On guard
The nation is not past the COVID threat factor; let there not be any breach of safety protocols
The issue is not when a third wave of the COVID-19 pandemic will strike India. The issue is what the Government and the people are doing to minimise its impact. There are fresh predictions daily about the onset of the new wave in July or August but the only reality is that the second wave is still around. India on Saturday, July 10, recorded 42,766 fresh cases. Just over half of them came from Kerala with 13,563 new infections and Maharashtra with 8,992. In the north-east where too infection lingers, Assam accounted for 2391 fresh positive cases in one day. The Kerala Government attributes the growing numbers to the high awareness quotient among Keralites — people go and get themselves tested the moment they feel they have the symptoms rather than neglect it. Even if most of these people have mild symptoms and do not get admitted to hospitals, their cases get recorded swelling the total figure. However, the fact remains that only a breach of safety protocol can cause symptoms in the first place. So, the answer to rising cases is not an explanation about testing but about enforcing protocols strictly. In other States, like Delhi, the rapid decline in the number of cases is being cited to claim that threshold immunity could have been reached because the number of people originally infected was more. This argument is not backed by any scientific assessment.

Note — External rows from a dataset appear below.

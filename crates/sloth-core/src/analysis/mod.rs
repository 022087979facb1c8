mod aggregator;
mod report;

pub use aggregator::{PathStats, StatsAggregator};
pub use report::{REPORT_PRECISION, ReportBuilder};

use serde::{Deserialize, Serialize};

/// Request totals over the whole log
#[derive(Debug, Clone, Copy, Default, PartialEq, Serialize, Deserialize)]
pub struct AggregateTotals {
    pub total_count: u64,
    pub total_time: f64,
}

/// Line counters used for the parse-failure gate
#[derive(Debug, Clone, Copy, Default, PartialEq, Eq, Serialize, Deserialize)]
pub struct LineCounts {
    pub total_lines: u64,
    pub failed_lines: u64,
}

impl LineCounts {
    /// Fraction of lines that failed to parse; zero for an empty log
    pub fn failure_ratio(&self) -> f64 {
        if self.total_lines == 0 {
            0.0
        } else {
            self.failed_lines as f64 / self.total_lines as f64
        }
    }
}

/// Final statistics for one request path
#[derive(Debug, Clone, PartialEq, Serialize, Deserialize)]
pub struct FinalizedPath {
    pub url: String,
    pub count: u64,
    pub time_sum: f64,
    pub time_avg: f64,
    pub time_max: f64,
    pub time_med: f64,
}

/// Everything the report builder needs once ingestion is complete
#[derive(Debug, Clone, PartialEq, Serialize, Deserialize)]
pub struct FinalizedStats {
    pub paths: Vec<FinalizedPath>,
    pub totals: AggregateTotals,
    pub lines: LineCounts,
}

/// One row of the slowest-endpoints report
#[derive(Debug, Clone, PartialEq, Serialize, Deserialize)]
pub struct ReportRow {
    pub url: String,
    pub count: u64,
    pub count_perc: f64,
    pub time_sum: f64,
    pub time_perc: f64,
    pub time_avg: f64,
    pub time_max: f64,
    pub time_med: f64,
}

In both Kerala and Delhi, there appears an element of over confidence of having already overcome the worst. If that explains the nonchalance with which the safety protocols are being violated, it is not a good sign at all. In Delhi the Government took the extreme step of closing down one of the biggest markets for violations. Chaos rules tourist towns in the hill regions. Uttar Pradesh and Uttarakhand are toying with the idea of opening the Char Dham Yatra and the Kanwar Yatra, both of which attract huge crowds. Uttar Pradesh has already witnessed the impact of breach of protocols during the Kumbh Mela. In some States, schools and colleges are being reopened from the middle of this month. The states have already relaxed most of the lockdown restrictions. The big worry is also about the kind of virus variants the violation of safety protocols can invite. As on date, there are six variants of concern or interest across the world. The latest Lambda variant is not present in India. The Health Ministry quotes June data to say there are 3,969 Alpha, 149 Beta, 1 Gamma, and 16,238 Delta and Kappa variant cases in India. The options are clearly limited to stricter enforcement of basic regulations, scientific lockdown relaxations and conducting sero-prevalence surveys that estimate the proportion of population that has acquired antibodies against the virus, and, of course, increasing the pace of the vaccination drive. Tripura has shown the way by extending curfew in urban areas after detection of the Delta Plus variant.